=== Exercise material ===
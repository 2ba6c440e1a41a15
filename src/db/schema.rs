//! Store schema registry
//!
//! Declares the object stores, their primary key policy and secondary
//! indexes, plus the ordered list of additive deltas that build them.

/// Schema version this build expects on disk.
pub const SCHEMA_VERSION: u32 = 2;

#[derive(Debug, Clone, Copy, PartialEq, Eq, Hash)]
pub enum Store {
    Agents,
    Conversations,
}

impl Store {
    pub fn name(self) -> &'static str {
        match self {
            Store::Agents => "agents",
            Store::Conversations => "conversations",
        }
    }

    pub fn schema(self) -> &'static StoreSchema {
        match self {
            Store::Agents => &AGENTS,
            Store::Conversations => &CONVERSATIONS,
        }
    }

    pub fn index(self, name: &str) -> Option<&'static IndexSchema> {
        self.schema().indexes.iter().find(|idx| idx.name == name)
    }
}

#[derive(Debug)]
pub struct StoreSchema {
    pub store: Store,
    /// Record field holding the primary key.
    pub key_path: &'static str,
    pub auto_increment: bool,
    pub indexes: &'static [IndexSchema],
}

#[derive(Debug)]
pub struct IndexSchema {
    pub name: &'static str,
    pub key_path: &'static str,
    pub unique: bool,
}

impl IndexSchema {
    /// Name of the backing SQLite index.
    pub fn sql_name(&self, store: Store) -> String {
        format!("idx_{}_{}", store.name(), self.name)
    }

    /// Expression the index is built over. Queries must repeat it verbatim
    /// for the planner to pick the index.
    pub fn key_expr(&self) -> String {
        format!("json_extract(value, '$.{}')", self.key_path)
    }
}

pub static AGENTS: StoreSchema = StoreSchema {
    store: Store::Agents,
    key_path: "id",
    auto_increment: true,
    indexes: &[
        IndexSchema { name: "name", key_path: "name", unique: false },
        IndexSchema { name: "updatedAt", key_path: "updatedAt", unique: false },
    ],
};

pub static CONVERSATIONS: StoreSchema = StoreSchema {
    store: Store::Conversations,
    key_path: "id",
    auto_increment: true,
    indexes: &[
        IndexSchema { name: "title", key_path: "title", unique: false },
        IndexSchema { name: "updatedAt", key_path: "updatedAt", unique: false },
        IndexSchema { name: "agentId", key_path: "agentId", unique: false },
    ],
};

/// A single additive schema change.
#[derive(Debug, Clone, Copy)]
pub enum SchemaDelta {
    CreateStore(Store),
    CreateIndex { store: Store, index: &'static str },
}

#[derive(Debug)]
pub struct Migration {
    pub version: u32,
    pub deltas: &'static [SchemaDelta],
}

pub const MIGRATIONS: &[Migration] = &[
    Migration {
        version: 1,
        deltas: &[
            SchemaDelta::CreateStore(Store::Conversations),
            SchemaDelta::CreateIndex { store: Store::Conversations, index: "updatedAt" },
            SchemaDelta::CreateIndex { store: Store::Conversations, index: "title" },
        ],
    },
    Migration {
        version: 2,
        deltas: &[
            SchemaDelta::CreateStore(Store::Agents),
            SchemaDelta::CreateIndex { store: Store::Agents, index: "name" },
            SchemaDelta::CreateIndex { store: Store::Agents, index: "updatedAt" },
            SchemaDelta::CreateIndex { store: Store::Conversations, index: "agentId" },
        ],
    },
];

/// Migrations to apply when moving from `from` to `to`, i.e. versions in `(from, to]`.
pub fn migrations_between(from: u32, to: u32) -> impl Iterator<Item = &'static Migration> {
    MIGRATIONS
        .iter()
        .filter(move |m| m.version > from && m.version <= to)
}

pub fn create_store_sql(store: Store) -> String {
    let schema = store.schema();
    let key = if schema.auto_increment {
        "INTEGER PRIMARY KEY AUTOINCREMENT"
    } else {
        "INTEGER PRIMARY KEY"
    };
    format!(
        "CREATE TABLE IF NOT EXISTS {} (id {}, value TEXT NOT NULL)",
        store.name(),
        key
    )
}

pub fn create_index_sql(store: Store, index: &IndexSchema) -> String {
    format!(
        "CREATE {}INDEX IF NOT EXISTS {} ON {} ({})",
        if index.unique { "UNIQUE " } else { "" },
        index.sql_name(store),
        store.name(),
        index.key_expr()
    )
}
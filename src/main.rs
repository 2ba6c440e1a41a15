//! Chatstore - versioned, indexed local storage for a chat client's agents and conversations

use anyhow::Result;
use clap::Parser;
use tracing_subscriber::{layer::SubscriberExt, reload, util::SubscriberInitExt, EnvFilter};

use chatstore::cli::{self, Cli};
use chatstore::config::Config;

fn main() -> Result<()> {
    let args = Cli::parse();

    // Initialize logging before the config is read so its messages are kept.
    // The filter is swapped for the configured one once it is known.
    let env_filter = EnvFilter::try_from_default_env().ok();
    let initial = match &env_filter {
        Some(filter) => filter.to_string(),
        None => Config::default().log_filter,
    };
    let (filter, reload_handle) = reload::Layer::new(EnvFilter::new(initial));
    tracing_subscriber::registry()
        .with(filter)
        .with(tracing_subscriber::fmt::layer())
        .init();

    let config = Config::load(args.config.as_deref())?;
    if env_filter.is_none() {
        reload_handle.reload(config.env_filter()?)?;
    }

    tracing::info!("Starting Chatstore v{}", env!("CARGO_PKG_VERSION"));

    // Run CLI
    cli::run(args, config)?;

    Ok(())
}
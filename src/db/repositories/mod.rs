//! Repositories over the agent and conversation stores

pub mod agent;
pub mod conversation;

use chrono::{DateTime, Duration, SubsecRound, Utc};

/// Timestamp for a mutation of a record last touched at `previous`.
///
/// Stored times have microsecond resolution, so this never returns a value
/// at or before `previous`.
pub(crate) fn stamp(previous: Option<DateTime<Utc>>) -> DateTime<Utc> {
    let now = Utc::now().trunc_subsecs(6);
    match previous {
        Some(prev) if now <= prev => prev + Duration::microseconds(1),
        _ => now,
    }
}

#[cfg(test)]
mod tests {
    use super::*;

    #[test]
    fn stamp_moves_past_future_previous() {
        let ahead = Utc::now().trunc_subsecs(6) + Duration::seconds(10);
        assert_eq!(stamp(Some(ahead)), ahead + Duration::microseconds(1));
    }

    #[test]
    fn stamp_has_microsecond_resolution() {
        let t = stamp(None);
        assert_eq!(t.timestamp_subsec_nanos() % 1_000, 0);
    }
}
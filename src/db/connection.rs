//! Database connection management
//!
//! `Database` wraps the single SQLite connection behind a tokio mutex, so
//! transactions from concurrent tasks are serialized and each one sees a
//! consistent snapshot. `ConnectionManager` opens it lazily, once per
//! process, running pending migrations before handing it out.

use std::path::{Path, PathBuf};
use std::sync::{Arc, OnceLock};
use std::time::Duration;

use rusqlite::{Connection, TransactionBehavior};
use tokio::sync::{Mutex, OnceCell};
use tracing::{info, warn};

use super::error::{StoreError, StoreResult};
use super::migration;
use super::schema::{Store, SCHEMA_VERSION};
use super::transaction::{Transaction, TransactionMode};

#[derive(Debug, Clone)]
pub struct OpenOptions {
    /// Schema version to upgrade the file to.
    pub target_version: u32,
    /// How long to wait for a competing lock before failing.
    pub busy_timeout: Duration,
}

impl Default for OpenOptions {
    fn default() -> Self {
        Self {
            target_version: SCHEMA_VERSION,
            busy_timeout: Duration::from_millis(5000),
        }
    }
}

#[derive(Clone, Debug)]
pub struct Database {
    conn: Arc<Mutex<Connection>>,
    path: String,
}

impl Database {
    /// Open the file at `path` and bring its schema up to `options.target_version`.
    pub fn open<P: AsRef<Path>>(path: P, options: &OpenOptions) -> StoreResult<Self> {
        let path = path.as_ref();

        if let Some(parent) = path.parent() {
            std::fs::create_dir_all(parent).map_err(|e| {
                StoreError::Connection(format!("Failed to create {:?}: {}", parent, e))
            })?;
        }

        let mut conn = Connection::open(path).map_err(|e| {
            StoreError::Connection(format!("Failed to open database at {:?}: {}", path, e))
        })?;
        conn.busy_timeout(options.busy_timeout)
            .map_err(|e| StoreError::Connection(e.to_string()))?;

        migration::migrate(&mut conn, options.target_version)?;

        info!(
            "Database opened at {:?} (schema version {})",
            path, options.target_version
        );

        Ok(Self {
            conn: Arc::new(Mutex::new(conn)),
            path: path.to_string_lossy().to_string(),
        })
    }

    /// Get a locked connection
    ///
    /// Holding the guard blocks every other transaction on this handle.
    pub async fn lock(&self) -> tokio::sync::MutexGuard<'_, Connection> {
        self.conn.lock().await
    }

    /// Run `f` inside one transaction over `stores`.
    ///
    /// Commits when `f` returns `Ok`; any error rolls back every write made
    /// through the transaction.
    pub async fn transaction<T, F>(
        &self,
        stores: &[Store],
        mode: TransactionMode,
        f: F,
    ) -> StoreResult<T>
    where
        F: FnOnce(&Transaction<'_>) -> StoreResult<T>,
    {
        let mut conn = self.lock().await;
        let behavior = match mode {
            TransactionMode::ReadOnly => TransactionBehavior::Deferred,
            TransactionMode::ReadWrite => TransactionBehavior::Immediate,
        };
        let tx = Transaction::new(conn.transaction_with_behavior(behavior)?, stores, mode);

        match f(&tx) {
            Ok(value) => {
                tx.commit()?;
                Ok(value)
            }
            Err(e) => {
                if !e.is_not_found() {
                    warn!("Transaction over {:?} rolled back: {}", stores, e);
                }
                Err(e)
            }
        }
    }

    /// Get the database path
    pub fn path(&self) -> &str {
        &self.path
    }

    pub async fn schema_version(&self) -> StoreResult<u32> {
        let conn = self.lock().await;
        migration::current_version(&conn)
    }

    /// Whether both values share one underlying connection.
    pub fn same_handle(&self, other: &Database) -> bool {
        Arc::ptr_eq(&self.conn, &other.conn)
    }

    /// Check if database is accessible (for health checks)
    pub async fn health_check(&self) -> bool {
        let conn = self.lock().await;
        match conn.query_row("SELECT 1", [], |row| row.get::<_, i64>(0)) {
            Ok(_) => true,
            Err(e) => {
                warn!("Database health check failed: {}", e);
                false
            }
        }
    }
}

/// Owns the lazily opened connection for one database file.
#[derive(Debug)]
pub struct ConnectionManager {
    path: PathBuf,
    options: OpenOptions,
    db: OnceCell<Database>,
}

impl ConnectionManager {
    pub fn new(path: impl Into<PathBuf>) -> Self {
        Self::with_options(path, OpenOptions::default())
    }

    pub fn with_options(path: impl Into<PathBuf>, options: OpenOptions) -> Self {
        Self {
            path: path.into(),
            options,
            db: OnceCell::new(),
        }
    }

    /// Return the ready connection, opening and migrating it on first use.
    ///
    /// Concurrent first callers wait on the same initialization. A failed
    /// open is not cached, so the next call tries again.
    pub async fn open(&self) -> StoreResult<Database> {
        let db = self
            .db
            .get_or_try_init(|| async {
                Database::open(&self.path, &self.options).map_err(|e| {
                    warn!("Opening {:?} failed: {}", self.path, e);
                    e
                })
            })
            .await?;
        Ok(db.clone())
    }

    pub fn is_open(&self) -> bool {
        self.db.initialized()
    }

    pub fn path(&self) -> &Path {
        &self.path
    }
}

static SHARED: OnceLock<Arc<ConnectionManager>> = OnceLock::new();

/// Process-wide manager. The first caller decides the path and the handle
/// lives until the process exits; asking for a different path afterwards is
/// a `Connection` error.
pub fn shared(path: impl Into<PathBuf>, options: OpenOptions) -> StoreResult<Arc<ConnectionManager>> {
    let path = path.into();
    let manager = SHARED.get_or_init(|| Arc::new(ConnectionManager::with_options(path.clone(), options)));
    if manager.path() != path {
        return Err(StoreError::Connection(format!(
            "process database already bound to {:?}, cannot open {:?}",
            manager.path(),
            path
        )));
    }
    Ok(Arc::clone(manager))
}
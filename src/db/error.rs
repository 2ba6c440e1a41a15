//! Storage error types

use thiserror::Error;

/// Errors surfaced by the storage layer.
///
/// Every repository operation rejects with one of these; nothing is retried
/// or swallowed below the caller.
#[derive(Debug, Error)]
pub enum StoreError {
    /// The database could not be opened or upgraded. The caller has to retry
    /// the whole open sequence.
    #[error("Database connection failed: {0}")]
    Connection(String),

    /// A record referenced by id no longer exists.
    #[error("{store} record {id} not found")]
    NotFound { store: &'static str, id: i64 },

    /// The engine refused the operation (invalid transaction scope, write in a
    /// read-only transaction, failed statement).
    #[error("Constraint violation: {0}")]
    ConstraintViolation(String),

    #[error("Record codec error: {0}")]
    Codec(#[from] serde_json::Error),
}

impl StoreError {
    pub fn not_found(store: &'static str, id: i64) -> Self {
        StoreError::NotFound { store, id }
    }

    pub fn is_not_found(&self) -> bool {
        matches!(self, StoreError::NotFound { .. })
    }

    /// Reclassify an engine failure that happened while opening or upgrading.
    pub(crate) fn into_connection(self) -> Self {
        match self {
            StoreError::ConstraintViolation(msg) => StoreError::Connection(msg),
            other => other,
        }
    }
}

impl From<rusqlite::Error> for StoreError {
    fn from(err: rusqlite::Error) -> Self {
        StoreError::ConstraintViolation(err.to_string())
    }
}

pub type StoreResult<T> = std::result::Result<T, StoreError>;
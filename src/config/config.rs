//! Chatstore configuration management
//! Handles loading and saving the config file

use std::fs;
use std::path::PathBuf;
use std::time::Duration;

use anyhow::{Context, Result};
use serde::{Deserialize, Serialize};
use tracing::{debug, info};
use tracing_subscriber::EnvFilter;

use crate::db::OpenOptions;

/// Chatstore configuration
#[derive(Debug, Clone, Serialize, Deserialize, PartialEq)]
pub struct Config {
    /// Database path
    #[serde(default = "default_db_path")]
    pub database_path: String,

    /// Milliseconds to wait on a locked database before giving up
    #[serde(default = "default_busy_timeout_ms")]
    pub busy_timeout_ms: u64,

    /// tracing filter used when RUST_LOG is unset
    #[serde(default = "default_log_filter")]
    pub log_filter: String,
}

fn default_db_path() -> String {
    "~/.chatstore/chat_history.db".to_string()
}

fn default_busy_timeout_ms() -> u64 {
    5000
}

fn default_log_filter() -> String {
    "chatstore=info".to_string()
}

impl Default for Config {
    fn default() -> Self {
        Self {
            database_path: default_db_path(),
            busy_timeout_ms: default_busy_timeout_ms(),
            log_filter: default_log_filter(),
        }
    }
}

impl Config {
    /// Load config from the default location or specified path
    pub fn load(path: Option<&str>) -> Result<Self> {
        let config_path = Self::config_path(path)?;

        if !config_path.exists() {
            info!(
                "Config file not found, creating default at {:?}",
                config_path
            );
            let config = Config::default();
            config.save(path)?;
            return Ok(config);
        }

        let raw = fs::read_to_string(&config_path).context("Failed to read config file")?;

        let config: Config = serde_yaml::from_str(&raw).context("Failed to parse config file")?;

        debug!("Loaded config from {:?}", config_path);
        Ok(config)
    }

    /// Save config to the default location or specified path
    pub fn save(&self, path: Option<&str>) -> Result<()> {
        let config_path = Self::config_path(path)?;

        if let Some(parent) = config_path.parent() {
            fs::create_dir_all(parent)?;
        }

        let content = serde_yaml::to_string(&self)?;
        fs::write(&config_path, content).context("Failed to write config file")?;

        info!("Saved config to {:?}", config_path);
        Ok(())
    }

    /// Get the config file path
    fn config_path(path: Option<&str>) -> Result<PathBuf> {
        if let Some(p) = path {
            return Ok(PathBuf::from(p));
        }

        if let Ok(env_path) = std::env::var("CHATSTORE_CONFIG") {
            return Ok(PathBuf::from(env_path));
        }

        let home = dirs::home_dir().context("Cannot find home directory")?;
        Ok(home.join(".chatstore").join("config.yml"))
    }

    /// Database path with a leading `~` expanded to the home directory
    pub fn database_path(&self) -> Result<PathBuf> {
        match self.database_path.strip_prefix("~/") {
            Some(rest) => {
                let home = dirs::home_dir().context("Cannot find home directory")?;
                Ok(home.join(rest))
            }
            None => Ok(PathBuf::from(&self.database_path)),
        }
    }

    /// Parsed `log_filter`. A malformed filter is reported instead of being
    /// silently treated as "log nothing".
    pub fn env_filter(&self) -> Result<EnvFilter> {
        EnvFilter::try_new(&self.log_filter)
            .with_context(|| format!("Invalid log_filter {:?}", self.log_filter))
    }

    pub fn open_options(&self) -> OpenOptions {
        OpenOptions {
            busy_timeout: Duration::from_millis(self.busy_timeout_ms),
            ..OpenOptions::default()
        }
    }
}
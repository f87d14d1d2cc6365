//! Prometheus metrics for core components.
//!
//! This module provides metrics for:
//! - Intake (trigger events, rejections, live passes)
//! - Stage execution (runs by outcome, durations, concurrency)
//! - Publishing (notifications sent and failed)

use once_cell::sync::Lazy;
use prometheus::{
    HistogramOpts, HistogramVec, IntCounter, IntCounterVec, IntGauge, Opts,
};

// =============================================================================
// Intake
// =============================================================================

/// Trigger events by how the tracker handled them.
pub static PASS_EVENTS: Lazy<IntCounterVec> = Lazy::new(|| {
    IntCounterVec::new(
        Opts::new("modis_runner_pass_events_total", "Trigger events ingested"),
        &["disposition"], // "created", "merged", "duplicate", "ignored"
    )
    .unwrap()
});

/// Messages rejected before reaching the tracker.
pub static TRIGGERS_REJECTED: Lazy<IntCounterVec> = Lazy::new(|| {
    IntCounterVec::new(
        Opts::new(
            "modis_runner_triggers_rejected_total",
            "Trigger messages rejected at validation",
        ),
        &["reason"],
    )
    .unwrap()
});

/// Passes currently held by the tracker.
pub static LIVE_PASSES: Lazy<IntGauge> = Lazy::new(|| {
    IntGauge::new("modis_runner_live_passes", "Passes currently in flight").unwrap()
});

/// Passes that reached a terminal status.
pub static PASSES_FINISHED: Lazy<IntCounterVec> = Lazy::new(|| {
    IntCounterVec::new(
        Opts::new("modis_runner_passes_finished_total", "Passes finished"),
        &["result"], // "succeeded", "failed", "aborted", "abandoned"
    )
    .unwrap()
});

// =============================================================================
// Stages
// =============================================================================

/// Stage attempts by outcome.
pub static STAGE_RUNS: Lazy<IntCounterVec> = Lazy::new(|| {
    IntCounterVec::new(
        Opts::new("modis_runner_stage_runs_total", "Stage attempts"),
        &["stage", "outcome"],
    )
    .unwrap()
});

/// Wall time of stage attempts in seconds.
pub static STAGE_DURATION: Lazy<HistogramVec> = Lazy::new(|| {
    HistogramVec::new(
        HistogramOpts::new(
            "modis_runner_stage_duration_seconds",
            "Duration of stage attempts",
        )
        .buckets(vec![1.0, 5.0, 15.0, 30.0, 60.0, 120.0, 300.0, 600.0, 1800.0]),
        &["stage"],
    )
    .unwrap()
});

/// Stage attempts currently running.
pub static RUNNING_STAGES: Lazy<IntGauge> = Lazy::new(|| {
    IntGauge::new("modis_runner_running_stages", "Stage attempts in flight").unwrap()
});

// =============================================================================
// Publishing
// =============================================================================

/// Notifications sent by product.
pub static PRODUCTS_PUBLISHED: Lazy<IntCounterVec> = Lazy::new(|| {
    IntCounterVec::new(
        Opts::new(
            "modis_runner_products_published_total",
            "Product notifications published",
        ),
        &["product"],
    )
    .unwrap()
});

/// Notifications the sink refused.
pub static PUBLISH_FAILURES: Lazy<IntCounter> = Lazy::new(|| {
    IntCounter::new(
        "modis_runner_publish_failures_total",
        "Product notifications that failed to publish",
    )
    .unwrap()
});

// =============================================================================
// Helper functions
// =============================================================================

/// Get all core metrics for registration in a registry.
pub fn all_metrics() -> Vec<Box<dyn prometheus::core::Collector>> {
    vec![
        Box::new(PASS_EVENTS.clone()),
        Box::new(TRIGGERS_REJECTED.clone()),
        Box::new(LIVE_PASSES.clone()),
        Box::new(PASSES_FINISHED.clone()),
        Box::new(STAGE_RUNS.clone()),
        Box::new(STAGE_DURATION.clone()),
        Box::new(RUNNING_STAGES.clone()),
        Box::new(PRODUCTS_PUBLISHED.clone()),
        Box::new(PUBLISH_FAILURES.clone()),
    ]
}
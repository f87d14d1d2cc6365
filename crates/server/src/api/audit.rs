use axum::{
    extract::{Path, Query, State},
    http::StatusCode,
    Json,
};
use chrono::{DateTime, Utc};
use modis_runner_core::audit::{Order, MAX_PAGE};
use modis_runner_core::{AuditFilter, AuditRecord};
use serde::{Deserialize, Serialize};
use std::sync::Arc;

use crate::state::AppState;

const DEFAULT_LIMIT: i64 = 100;

/// Query parameters for the audit endpoint
#[derive(Debug, Deserialize)]
pub struct AuditQueryParams {
    pub pass_id: Option<String>,
    /// One type or several, comma separated
    pub event_type: Option<String>,
    pub stage: Option<String>,
    /// Events at or after this timestamp (RFC 3339)
    pub from: Option<DateTime<Utc>>,
    /// Events at or before this timestamp (RFC 3339)
    pub to: Option<DateTime<Utc>>,
    /// "asc" for oldest first; newest first otherwise
    pub order: Option<String>,
    /// Default 100, capped at 1000
    pub limit: Option<i64>,
    pub offset: Option<i64>,
}

#[derive(Debug, Serialize)]
pub struct AuditQueryResponse {
    pub events: Vec<AuditRecord>,
    /// Matching events ignoring limit and offset
    pub total: i64,
    pub limit: i64,
    pub offset: i64,
}

#[derive(Debug, Serialize)]
pub struct AuditErrorResponse {
    pub error: String,
}

type ApiError = (StatusCode, Json<AuditErrorResponse>);

/// Query audit events
pub async fn query_audit(
    State(state): State<Arc<AppState>>,
    Query(params): Query<AuditQueryParams>,
) -> Result<Json<AuditQueryResponse>, ApiError> {
    let limit = params.limit.unwrap_or(DEFAULT_LIMIT).clamp(1, MAX_PAGE);
    let offset = params.offset.unwrap_or(0).max(0);

    let mut base_filter = AuditFilter::new();
    if let Some(ref pass_id) = params.pass_id {
        base_filter = base_filter.with_pass_id(pass_id);
    }
    if let Some(ref event_types) = params.event_type {
        for event_type in event_types.split(',').map(str::trim).filter(|t| !t.is_empty()) {
            base_filter = base_filter.with_event_type(event_type);
        }
    }
    if let Some(ref stage) = params.stage {
        base_filter = base_filter.with_stage(stage);
    }
    if params.from.is_some() || params.to.is_some() {
        base_filter = base_filter.with_time_range(params.from, params.to);
    }

    let order = match params.order.as_deref() {
        Some("asc") => Order::OldestFirst,
        _ => Order::NewestFirst,
    };
    let query_filter = base_filter
        .clone()
        .with_order(order)
        .with_limit(limit)
        .with_offset(offset);

    let events = state.audit_store().query(&query_filter).map_err(|e| {
        (
            StatusCode::INTERNAL_SERVER_ERROR,
            Json(AuditErrorResponse {
                error: format!("Failed to query audit events: {}", e),
            }),
        )
    })?;

    let total = state.audit_store().count(&base_filter).map_err(|e| {
        (
            StatusCode::INTERNAL_SERVER_ERROR,
            Json(AuditErrorResponse {
                error: format!("Failed to count audit events: {}", e),
            }),
        )
    })?;

    Ok(Json(AuditQueryResponse {
        events,
        total,
        limit,
        offset,
    }))
}

#[derive(Debug, Serialize)]
pub struct PassHistoryResponse {
    pub pass_id: String,
    /// Oldest first
    pub events: Vec<AuditRecord>,
}

/// Recorded lifecycle of a pass, live or finished.
pub async fn pass_history(
    State(state): State<Arc<AppState>>,
    Path(pass_id): Path<String>,
) -> Result<Json<PassHistoryResponse>, ApiError> {
    let events = state.audit_store().pass_history(&pass_id).map_err(|e| {
        (
            StatusCode::INTERNAL_SERVER_ERROR,
            Json(AuditErrorResponse {
                error: format!("Failed to query pass history: {}", e),
            }),
        )
    })?;
    if events.is_empty() {
        return Err((
            StatusCode::NOT_FOUND,
            Json(AuditErrorResponse {
                error: format!("no recorded events for pass {}", pass_id),
            }),
        ));
    }
    Ok(Json(PassHistoryResponse { pass_id, events }))
}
===
[Problem statement]:
Beginning with the line that has "filename src/db/error.rs" and ending with the line that has "no longer exists.", set down the lines above exactly and include no others.

[Your response]:
filename src/db/error.rs
repository 2ba6c440e1a41a15
//! Storage error types

use thiserror::Error;

/// Errors surfaced by the storage layer.
///
/// Every repository operation rejects with one of these; nothing is retried
/// or swallowed below the caller.
#[derive(Debug, Error)]
pub enum StoreError {
    /// The database could not be opened or upgraded. The caller has to retry
    /// the whole open sequence.
    #[error("Database connection failed: {0}")]
    Connection(String),

    /// A record referenced by id no longer exists.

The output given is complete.